Rac1 promotes the formation of heterotypic cell-in-cell structure.

Tao HU; Pengfei Feng; Haoyuan LI; Lulin Zhou; Zubiao Niu; Yinuo Huang; Xiaoning Wang; Chenxi Wang; Hui Liu; Chengjun WU

Return

Rac1 promotes the formation of heterotypic cell-in-cell structure.

Author: Tao HU ¹ ; Pengfei FENG ² ; Haoyuan LI ¹ ; Lulin ZHOU ² ; Zubiao NIU ² ; Yinuo HUANG ² ; Xiaoning WANG ³ ; Chenxi WANG ² ; Hui LIU ¹ ; Chengjun WU ¹
Author Information

1. School of Biomedical Engineering, Dalian University of Technology, Dalian 116024, Liaoning, China.
2. Beijing Institute of Biotechnology, Academy of Military Medical Sciences, Beijing 100071, China.
3. Chinese People's Liberation Army Medical School, Beijing 100853, China.
Publication Type:Journal Article
Keywords: Ras-related C3 botulinum toxin substrate 1; heterotypic cell-in-cell structure; immunotherapy; tumorigenesis
From: Chinese Journal of Biotechnology 2023;39(10):4123-4134
CountryChina
Language:Chinese
Abstract: Heterotypic cell-in-cell structures (heCICs) are closely related to tumor development and progression, and have become a new frontier in life science research.
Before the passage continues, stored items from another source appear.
// File: crates/vitals-chart/tests/render_properties.rs
// Purpose: Geometry guarantees of the renderer: ordering, padding, degenerate input, ticks, purity.

use vitals_chart::{
    render, Anchor, Backend, Canvas, DrawCommand, PlotSpec, Point, Renderer, Rgba, Series,
    SurfaceCapabilities, Theme,
};

const EPS: f64 = 1e-9;

/// Group path commands into (points, color) per stroke.
fn strokes(cmds: &[DrawCommand]) -> Vec<(Vec<Point>, Rgba)> {
    let mut out = Vec::new();
    let mut current = Vec::new();
    for c in cmds {
        match c {
            DrawCommand::MoveTo(p) | DrawCommand::LineTo(p) => current.push(*p),
            DrawCommand::Stroke { color, .. } => out.push((std::mem::take(&mut current), *color)),
            DrawCommand::Text { .. } => {}
        }
    }
    out
}

fn series_paths(cmds: &[DrawCommand]) -> Vec<Vec<Point>> {
    let line = Theme::light().line;
    strokes(cmds).into_iter().filter(|(_, c)| *c == line).map(|(p, _)| p).collect()
}

fn labels(cmds: &[DrawCommand], anchor: Anchor) -> Vec<String> {
    cmds.iter()
        .filter_map(|c| match c {
            DrawCommand::Text { text, anchor: a, .. } if *a == anchor => Some(text.clone()),
            _ => None,
        })
        .collect()
}

fn bare_spec() -> PlotSpec {
    PlotSpec::default()
}

#[test]
fn unsorted_input_is_drawn_in_time_order() {
    let series = Series::from_samples(vec![(3.0, 30.0), (1.0, 10.0), (2.0, 20.0)]);
    let cmds = render(&series, &bare_spec(), Canvas::new(300.0, 200.0));
    let paths = series_paths(&cmds);
    assert_eq!(paths.len(), 1);
    let xs: Vec<f64> = paths[0].iter().map(|p| p.x).collect();
    assert_eq!(xs.len(), 3);
    assert!(xs[0] < xs[1] && xs[1] < xs[2], "x not ascending: {:?}", xs);

    // first point of the series path is a move, the rest are lines
    let first_move = cmds.iter().position(|c| matches!(c, DrawCommand::MoveTo(_))).unwrap();
    assert!(matches!(cmds[first_move + 1], DrawCommand::LineTo(_)));
    assert!(matches!(cmds[first_move + 2], DrawCommand::LineTo(_)));
}

#[test]
fn padding_moves_domain_endpoints_inside() {
    let series = Series::from_samples(vec![(0.0, 1.0), (50.0, 2.0), (100.0, 3.0)]);
    let canvas = Canvas::new(1100.0, 200.0);
    let path = &series_paths(&render(&series, &bare_spec(), canvas))[0];

    // padded domain is [-5, 105]
    assert!((path[0].x - 5.0 / 110.0 * canvas.width).abs() < EPS);
    assert!((path[2].x - 105.0 / 110.0 * canvas.width).abs() < EPS);
    assert!(path[0].x > 0.0 && path[2].x < canvas.width);
}

#[test]
fn flat_signal_sits_on_one_row_inside_canvas() {
    let series: Series = (0..10).map(|i| (i as f64, 5.0)).collect();
    let canvas = Canvas::new(400.0, 200.0);
    let path = &series_paths(&render(&series, &bare_spec(), canvas))[0];
    assert_eq!(path.len(), 10);
    let row = path[0].y;
    assert!(path.iter().all(|p| (p.y - row).abs() < EPS));
    assert!(row > 0.0 && row < canvas.height);
    assert!((row - canvas.height / 2.0).abs() < EPS);
}

#[test]
fn empty_series_draws_no_line() {
    let cmds = render(&Series::new(), &bare_spec(), Canvas::new(300.0, 200.0));
    assert!(series_paths(&cmds).is_empty());
    assert!(cmds.iter().all(|c| match c {
        DrawCommand::MoveTo(p) | DrawCommand::LineTo(p) => p.x.is_finite() && p.y.is_finite(),
        _ => true,
    }));
}

#[test]
fn empty_series_placeholder_is_flat_midline() {
    let spec = bare_spec().with_empty_placeholder(true);
    let canvas = Canvas::new(300.0, 200.0);
    let paths = series_paths(&render(&Series::new(), &spec, canvas));
    assert_eq!(paths, vec![vec![Point::new(0.0, 100.0), Point::new(300.0, 100.0)]]);
}

#[test]
fn single_sample_is_centred() {
    let series = Series::from_samples(vec![(42.0, 7.5)]);
    let canvas = Canvas::new(320.0, 180.0);
    let cmds = render(&series, &bare_spec(), canvas);
    let paths = series_paths(&cmds);
    assert_eq!(paths.len(), 1);
    assert_eq!(paths[0].len(), 1);
    assert!((paths[0][0].x - 160.0).abs() < EPS);
    assert!((paths[0][0].y - 90.0).abs() < EPS);
}

#[test]
fn non_finite_samples_are_dropped_not_fatal() {
    let series = Series::from_samples(vec![(0.0, 1.0), (f64::NAN, 2.0), (1.0, f64::INFINITY), (2.0, 3.0)]);
    let path = &series_paths(&render(&series, &bare_spec(), Canvas::default()))[0];
    assert_eq!(path.len(), 2);
}

#[test]
fn y_labels_use_two_decimals_for_unit_range() {
    let series = Series::from_samples(vec![(0.0, 0.0), (10.0, 1.0)]);
    let got = labels(&render(&series, &bare_spec(), Canvas::default()), Anchor::Leading);
    assert_eq!(got, vec!["-0.05", "0.32", "0.68", "1.05"]);
}

#[test]
fn y_labels_use_one_decimal_for_wide_range() {
    let series = Series::from_samples(vec![(0.0, 0.0), (10.0, 100.0)]);
    let got = labels(&render(&series, &bare_spec(), Canvas::default()), Anchor::Leading);
    assert_eq!(got, vec!["-5.0", "31.7", "68.3", "105.0"]);
}

#[test]
fn y_ticks_can_be_hidden() {
    let series = Series::from_samples(vec![(0.0, 0.0), (10.0, 100.0)]);
    let spec = bare_spec().with_y_ticks(false);
    assert!(labels(&render(&series, &spec, Canvas::default()), Anchor::Leading).is_empty());
}

#[test]
fn first_x_tick_is_skipped() {
    let series = Series::from_samples(vec![(0.0, 1.0), (100.0, 2.0)]);
    let got = labels(&render(&series, &bare_spec(), Canvas::default()), Anchor::Top);
    let want: Vec<String> = (1..=10).map(|k| format!("{}", -5 + 11 * k)).collect();
    assert_eq!(got, want);
}

#[test]
fn axis_text_comes_last() {
    let series = Series::from_samples(vec![(0.0, 60.0), (10.0, 80.0)]);
    let spec = PlotSpec::new("Pulse Rate", "Time (s)", "BPM");
    let cmds = render(&series, &spec, Canvas::default());
    let tail: Vec<&str> = cmds
        .iter()
        .rev()
        .take(3)
        .filter_map(|c| match c {
            DrawCommand::Text { text, .. } => Some(text.as_str()),
            _ => None,
        })
        .collect();
    assert_eq!(tail, vec!["Time (s)", "BPM", "Pulse Rate"]);
}

#[test]
fn native_backend_draws_grid_beneath_series() {
    let series = Series::from_samples(vec![(0.0, 1.0), (100.0, 2.0)]);
    let theme = Theme::light();
    let renderer = Renderer::new(theme, Backend::Native);
    let cmds = renderer.render(&series, &bare_spec(), Canvas::default());
    let all = strokes(&cmds);
    let first_line = all.iter().position(|(_, c)| *c == theme.line).unwrap();
    assert!(first_line > 0);
    assert!(all[..first_line].iter().all(|(_, c)| *c == theme.grid));
    // 11 vertical + 4 horizontal grid lines
    assert_eq!(first_line, 15);

    let x_labels = labels(&cmds, Anchor::Top);
    assert_eq!(x_labels.first().map(String::as_str), Some("-5"));
}

#[test]
fn backend_follows_surface_capabilities() {
    assert_eq!(Backend::for_capabilities(SurfaceCapabilities { native_charts: true }), Backend::Native);
    assert_eq!(Backend::for_capabilities(SurfaceCapabilities::default()), Backend::ConnectTheDots);
}

#[test]
fn render_is_idempotent() {
    let series = Series::from_samples(vec![(2.0, 0.4), (0.5, 0.9), (1.0, 0.1)]);
    let spec = PlotSpec::new("Confidence", "Time", "Score");
    let a = render(&series, &spec, Canvas::default());
    let b = render(&series, &spec, Canvas::default());
    assert_eq!(a, b);
}

fn all_points_finite(cmds: &[DrawCommand]) -> bool {
    cmds.iter().all(|c| match c {
        DrawCommand::MoveTo(p) | DrawCommand::LineTo(p) | DrawCommand::Text { at: p, .. } => {
            p.x.is_finite() && p.y.is_finite()
        }
        DrawCommand::Stroke { .. } => true,
    })
}

#[test]
fn extreme_finite_samples_stay_on_canvas() {
    let canvas = Canvas::new(300.0, 200.0);
    let renderer = Renderer::new(Theme::light(), Backend::Native);
    let inputs = [
        vec![(-1e308, 1.0), (1e308, 2.0)],
        vec![(-f64::MAX, -f64::MAX), (f64::MAX, f64::MAX)],
        vec![(0.0, -1e308), (1.0, 1e308)],
    ];
    for samples in inputs {
        let cmds = renderer.render(&Series::from_samples(samples.clone()), &bare_spec(), canvas);
        assert!(all_points_finite(&cmds), "non-finite command for {:?}", samples);
        let path = &series_paths(&cmds)[0];
        assert!(path.iter().all(|p| (0.0..=300.0).contains(&p.x) && (0.0..=200.0).contains(&p.y)));
        assert!(path[0].x < path[1].x);
    }
}

#[test]
fn huge_timestamps_draw_few_x_ticks() {
    let series = Series::from_samples(vec![(1.7e18, 70.0)]);
    let cmds = render(&series, &bare_spec(), Canvas::new(300.0, 200.0));
    assert!(labels(&cmds, Anchor::Top).len() <= 10);
    let path = &series_paths(&cmds)[0];
    assert_eq!(path.len(), 1);
    assert!((path[0].x - 150.0).abs() < EPS && (path[0].y - 100.0).abs() < EPS);
}

#[test]
fn degenerate_canvas_does_not_panic() {
    let series = Series::from_samples(vec![(0.0, 1.0), (1.0, 2.0)]);
    let cmds = render(&series, &bare_spec(), Canvas::new(f64::NAN, -10.0));
    assert!(!cmds.is_empty());
}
Ras-related C3 botulinum toxin substrate 1 (Rac1) belongs to the classic Rho GTPase, which plays a key role in regulating the cytoskeleton and cell movement. To investigate the role and mechanism of Rac1 in the formation of heCICs, tumor cells and immune killer cells were labeled with cell-tracker, respectively, to establish the heCICs model. Upon treatment with the Rac1 inhibitor NSC23766, the formation of heCICs between tumor and immune cells was significantly reduced. The plasmid pQCXIP-Rac1-EGFP constructed by gene cloning was packaged into pseudoviruses that subsequently infect tumor cells to make cell lines stably expressing Rac1. As a result, the formation of heCICs was significantly increased upon Rac1 overexpression. These results demonstrated a promotive role of Rac1 in heCICs formation, which may facilitate treating cell-in-cell related diseases, such as tumors, by targeting Rac1.